Jinpa secoua la tête.
— Tenzing ne peut pas venir à vous. Nous avons vérifié vos lettres de recommandation, et rien ne s’oppose à la possibilité d’une rencontre. Mais c’est à vous d’aller à lui.
— Très bien, acquiesça l’historien. Dites-moi où ?
Le moine tourna la tête, ferma les yeux et inspira profondément.
— Êtes-vous un homme religieux, professeur Noronha ?
Tomás l’observa, un peu frustré que Jinpa ne lui dise pas aussitôt où rencontrer l’homme qu’il cherchait. Mais il avait conscience que les rythmes étaient différents ici et il se laissa guider par la question du moine.
— Pas vraiment.
— Vous ne croyez pas à quelque chose qui nous transcende ?
— Eh bien… peut-être, je ne sais pas. Disons que je cherche.
— Que cherchez-vous ?
— La vérité, je suppose.
— Je croyais que vous cherchiez Tenzing.
Tomás rit.
— Aussi, dit-il. Peut-être connaît-il la vérité.
À nouveau, Jinpa inspira profondément.
— Cette chapelle est la plus sacrée du Potala. Elle remonte au VIIe siècle, et c’est le dernier vestige du palais sur lequel on a bâti le Potala. Il se tut. Ne sentez-vous pas ici la présence de Dharmakãya ?
— Qui ?
Avec ses yeux clos, le moine semblait plongé dans la méditation.
— Que savez-vous sur le bouddhisme ?
— Rien.
Il y eut un nouveau silence, seulement rompu par les chants sacrés au loin.
— Voilà plus de deux mille cinq cents ans que naquit au Népal un homme appelé Siddhârta Gautama, un prince appartenant à une caste noble et qui vivait dans un palais. Mais, en constatant que derrière les murs du palais, la vie n’était faite que de souffrance, Siddhârta abandonna tout et alla vivre en Inde, dans une forêt, comme un ascète, torturé par cette question : à quoi bon vivre si tout est douleur ? Durant sept ans, il erra dans la forêt en quête de réponses.
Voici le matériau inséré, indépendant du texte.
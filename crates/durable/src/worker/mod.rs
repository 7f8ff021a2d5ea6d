//! Per-process worker primitives
//!
//! This module provides:
//! - [`AdmissionGate`] - budget-based execute-now-or-defer decisions
//! - [`WriteTracker`] - outstanding-write accounting for shutdown

mod admission;
mod drain;

pub use admission::{Admission, AdmissionGate, BatchAdmission};
pub use drain::{WriteGuard, WriteTracker};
Cinq ascètes l’exhortèrent au jeûne, convaincus que le renoncement aux satisfactions du corps créerait l’énergie spirituelle qui les conduirait à l’illumination. Siddhârta jeûna jusqu’à devenir squelettique, au point que son nombril touchait sa colonne vertébrale. Enfin, il s’aperçut que ses efforts étaient vains et conclut que le corps avait besoin d’énergie pour soutenir l’esprit dans sa quête. Il décida alors d’abandonner les voies extrêmes. Pour lui, le vrai chemin n’était pas plus celui de la luxuriance du palais que celui de la mortification des ascètes, où les extrêmes se rejoignent. Il choisit donc la voie du milieu, celle de l’équilibre. Un jour, après s’être baigné dans le fleuve et nourri d’un peu de riz, il s’assit en posture de méditation sous un figuier, l’Arbre de l’Illumination que nous appelons Bodhi, et jura de ne plus en bouger tant qu’il n’aurait pas atteint l’illumination. Après quarante-neuf jours de méditation, arriva le soir où il parvint à la dissipation finale de tous ses doutes. Il se réveilla pleinement. Et Siddhârta devint Bouddha, l’éveillé.
— Mais de quoi s’est-il réveillé ?
— Il s’est réveillé du songe de la vie. Jinpa ouvrit les yeux, comme si lui aussi se réveillait. Une fois illuminé, Bouddha indiqua le chemin de l’éveil à travers les Quatre Nobles Vérités. La Première est dans la constatation que la condition humaine est souffrance. Cette souffrance est issue de la Deuxième Noble Vérité, qui est notre difficulté à intégrer un fait essentiel de la vie, celui que tout est transitoire. Toutes les choses naissent et meurent, a dit Bouddha. Nous souffrons parce que nous nous accrochons au songe de la vie, aux illusions des sens, au fantasme que tout puisse durer, au lieu d’accepter l’existence comme un fleuve qui passe. C’est là notre karma. Nous vivons avec la conviction que nous sommes des individualités, alors qu’en vérité nous faisons partie d’un tout indivisible.